Segment Start: DATA TO EXAMINE
//! Water surface geometry: planar sheet and terrain-masked variants

use rayon::prelude::*;
use relief_core::{lerp_f32, Color, Transform, Vec3};
use relief_terrain::{FlatHeightField, GridMeshBuilder, TerrainSnapshot};
use serde::{Deserialize, Serialize};

/// Fraction of the terrain height range where the water line sits before
/// the depth offset is added
pub const WATER_LEVEL_FRACTION: f32 = 0.2;

/// Side length of the planar sheet in local units
pub const PLANE_SIZE: f32 = 10.0;

/// Segments per side of the planar sheet
pub const PLANE_SEGMENTS: u32 = 10;

/// `lerp(min, max, 0.2) + depth`
pub fn water_height(min_height: f32, max_height: f32, depth: f32) -> f32 {
    lerp_f32(min_height, max_height, WATER_LEVEL_FRACTION) + depth
}

/// How the water mesh is shaped
#[derive(Clone, Copy, Debug, Default, PartialEq, Eq, Serialize, Deserialize)]
#[serde(rename_all = "lowercase")]
pub enum WaterStrategy {
    /// A flat sheet covering the terrain extents, placed at the water height
    #[default]
    Planar,
    /// Only the terrain triangles that lie entirely under the water height
    Masked,
}

impl std::fmt::Display for WaterStrategy {
    fn fmt(&self, f: &mut std::fmt::Formatter<'_>) -> std::fmt::Result {
        match self {
            WaterStrategy::Planar => write!(f, "planar"),
            WaterStrategy::Masked => write!(f, "masked"),
        }
    }
}

impl std::str::FromStr for WaterStrategy {
    type Err = String;

    fn from_str(s: &str) -> Result<Self, Self::Err> {
        match s.to_ascii_lowercase().as_str() {
            "planar" => Ok(WaterStrategy::Planar),
            "masked" => Ok(WaterStrategy::Masked),
            other => Err(format!(
                "unknown water strategy '{}'; valid values: planar, masked",
                other
            )),
        }
    }
}

/// Mesh data for the water. Vertices are in local space; `transform` places
/// them in the world.
#[derive(Clone, Debug, PartialEq)]
pub struct WaterSurface {
    pub strategy: WaterStrategy,
    pub transform: Transform,
    /// Undisplaced vertex positions
    base_vertices: Vec<Vec3>,
    /// Current positions, displaced when waves are running
    pub vertices: Vec<Vec3>,
    pub triangles: Vec<u32>,
    pub color: Color,
    pub water_height: f32,
}

impl WaterSurface {
    /// A `PLANE_SIZE` square sheet centered on the terrain and scaled to its
    /// extents
    pub fn planar(terrain: &TerrainSnapshot, height: f32, color: Color) -> Self {
        let half = PLANE_SIZE * 0.5;
        let sheet = GridMeshBuilder::new(PLANE_SEGMENTS, PLANE_SEGMENTS, PLANE_SIZE, PLANE_SIZE)
            .build(&FlatHeightField(0.0));
        let vertices: Vec<Vec3> = sheet
            .vertices
            .iter()
            .map(|v| Vec3::new(v.x - half, 0.0, v.z - half))
            .collect();

        Self {
            strategy: WaterStrategy::Planar,
            transform: planar_transform(terrain, height),
            base_vertices: vertices.clone(),
            vertices,
            triangles: sheet.triangles,
            color,
            water_height: height,
        }
    }

    /// Terrain vertices clamped up to the water height, keeping only fully
    /// submerged triangles
    pub fn masked(terrain: &TerrainSnapshot, height: f32, color: Color) -> Self {
        let (vertices, triangles) = mask_submerged(&terrain.vertices, &terrain.triangles, height);

        Self {
            strategy: WaterStrategy::Masked,
            transform: Transform::IDENTITY,
            base_vertices: vertices.clone(),
            vertices,
            triangles,
            color,
            water_height: height,
        }
    }

    pub fn base_vertices(&self) -> &[Vec3] {
        &self.base_vertices
    }

    pub fn triangle_count(&self) -> usize {
        self.triangles.len() / 3
    }

    /// Current vertices with the transform applied
    pub fn world_vertices(&self) -> Vec<Vec3> {
        self.vertices.iter().map(|v| self.transform.apply(*v)).collect()
    }

    /// Move the planar sheet to match new terrain, keeping its geometry
    pub(crate) fn reposition(&mut self, terrain: &TerrainSnapshot, height: f32) {
        self.transform = planar_transform(terrain, height);
        self.water_height = height;
    }

    /// Swap in a freshly masked mesh
    pub(crate) fn remask(&mut self, terrain: &TerrainSnapshot, height: f32) {
        let (vertices, triangles) = mask_submerged(&terrain.vertices, &terrain.triangles, height);
        self.base_vertices = vertices.clone();
        self.vertices = vertices;
        self.triangles = triangles;
        self.water_height = height;
    }

    /// Split borrow for the wave pass
    pub(crate) fn displacement_buffers(&mut self) -> (&[Vec3], &mut [Vec3]) {
        (&self.base_vertices, &mut self.vertices)
    }

    /// Drop any wave displacement
    pub fn reset_displacement(&mut self) {
        self.vertices.clone_from(&self.base_vertices);
    }
}

fn planar_transform(terrain: &TerrainSnapshot, height: f32) -> Transform {
    Transform::from_position(Vec3::new(
        terrain.base_x_size * 0.5,
        height,
        terrain.base_z_size * 0.5,
    ))
    .with_scale(Vec3::new(
        terrain.base_x_size / PLANE_SIZE,
        1.0,
        terrain.base_z_size / PLANE_SIZE,
    ))
}

/// Clamp vertices below `height` up to it, then keep the triangles whose
/// three vertices all sit exactly at `height`.
///
/// The vertex buffer keeps its length so existing indices stay valid;
/// vertices above the water are simply left unreferenced.
pub fn mask_submerged(vertices: &[Vec3], triangles: &[u32], height: f32) -> (Vec<Vec3>, Vec<u32>) {
    let clamped: Vec<Vec3> = vertices
        .par_iter()
        .map(|v| if v.y < height { v.with_y(height) } else { *v })
        .collect();

    let submerged = |i: u32| clamped[i as usize].y == height;
    let kept: Vec<u32> = triangles
        .chunks_exact(3)
        .filter(|tri| tri.iter().all(|&i| submerged(i)))
        .flatten()
        .copied()
        .collect();

    (clamped, kept)
}

#[cfg(test)]
mod tests {
    use super::*;
    use relief_terrain::{TerrainMesh, TerrainParams};
    use std::sync::Arc;

    fn flat_terrain(height_multiplier: f32) -> Arc<TerrainSnapshot> {
        let mut terrain = TerrainMesh::new();
        terrain
            .regenerate(&TerrainParams {
                base_x_size: 8.0,
                base_z_size: 6.0,
                height_multiplier,
                ..Default::default()
            })
            .unwrap()
    }

    #[test]
    fn water_height_formula() {
        assert!((water_height(0.0, 10.0, 0.5) - 2.5).abs() < 1e-6);
        assert!((water_height(-5.0, 5.0, 0.0) - -3.0).abs() < 1e-6);
    }

    #[test]
    fn fully_submerged_terrain_keeps_every_triangle() {
        let verts = vec![Vec3::new(0.0, 1.0, 0.0); 4];
        let tris = vec![0, 2, 1, 1, 2, 3];
        let (clamped, kept) = mask_submerged(&verts, &tris, 3.0);
        assert_eq!(kept, tris);
        assert!(clamped.iter().all(|v| v.y == 3.0));
    }

    #[test]
    fn terrain_above_water_keeps_nothing() {
        let verts = vec![Vec3::new(0.0, 5.0, 0.0); 4];
        let tris = vec![0, 2, 1, 1, 2, 3];
        let (clamped, kept) = mask_submerged(&verts, &tris, 3.0);
        assert!(kept.is_empty());
        assert_eq!(clamped, verts);
    }

    #[test]
    fn partially_submerged_quad() {
        // Vertex 3 sticks out of the water, so only the first triangle stays
        let verts = vec![
            Vec3::new(0.0, 0.0, 0.0),
            Vec3::new(1.0, 0.5, 0.0),
            Vec3::new(0.0, 0.2, 1.0),
            Vec3::new(1.0, 4.0, 1.0),
        ];
        let tris = vec![0, 2, 1, 1, 2, 3];
        let (clamped, kept) = mask_submerged(&verts, &tris, 1.0);
        assert_eq!(kept, vec![0, 2, 1]);
        assert_eq!(clamped.len(), verts.len());
        assert_eq!(clamped[3].y, 4.0);
    }

    #[test]
    fn vertex_exactly_at_water_line_counts_as_submerged() {
        let verts = vec![Vec3::new(0.0, 2.0, 0.0); 3];
        let (_, kept) = mask_submerged(&verts, &[0, 1, 2], 2.0);
        assert_eq!(kept, vec![0, 1, 2]);
    }

    #[test]
    fn planar_sheet_spans_terrain() {
        let terrain = flat_terrain(0.0);
        let surface = WaterSurface::planar(&terrain, 1.5, Color::WHITE);

        assert_eq!(surface.vertices.len(), 121);
        assert_eq!(surface.triangle_count(), 200);
        assert_eq!(surface.transform.position, Vec3::new(4.0, 1.5, 3.0));

        let world = surface.world_vertices();
        let min_x = world.iter().map(|v| v.x).fold(f32::INFINITY, f32::min);
        let max_z = world.iter().map(|v| v.z).fold(f32::NEG_INFINITY, f32::max);
        assert!((min_x - 0.0).abs() < 1e-5);
        assert!((max_z - 6.0).abs() < 1e-5);
        assert!(world.iter().all(|v| v.y == 1.5));
    }

    #[test]
    fn masked_surface_over_flat_terrain() {
        let terrain = flat_terrain(0.0);
        let surface = WaterSurface::masked(&terrain, 0.5, Color::WHITE);
        assert_eq!(surface.triangles, terrain.triangles);
        assert_eq!(surface.vertices.len(), terrain.vertices.len());
    }

    #[test]
    fn strategy_parses_case_insensitively() {
        assert_eq!("Masked".parse::<WaterStrategy>(), Ok(WaterStrategy::Masked));
        assert_eq!("planar".parse::<WaterStrategy>(), Ok(WaterStrategy::Planar));
        assert!("lake".parse::<WaterStrategy>().is_err());
        assert_eq!(WaterStrategy::Masked.to_string(), "masked");
    }
}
Segment End: DATA TO EXAMINE
WHAT THE TASK REQUIRES:
Every line of the data above that includes "clamped" should be listed.

ANSWER TO THE EXERCISE:
    /// Terrain vertices clamped up to the water height, keeping only fully
    let clamped: Vec<Vec3> = vertices
    let submerged = |i: u32| clamped[i as usize].y == height;
    (clamped, kept)
        let (clamped, kept) = mask_submerged(&verts, &tris, 3.0);
        assert!(clamped.iter().all(|v| v.y == 3.0));
        let (clamped, kept) = mask_submerged(&verts, &tris, 3.0);
        assert_eq!(clamped, verts);
        let (clamped, kept) = mask_submerged(&verts, &tris, 1.0);
        assert_eq!(clamped.len(), verts.len());
        assert_eq!(clamped[3].y, 4.0);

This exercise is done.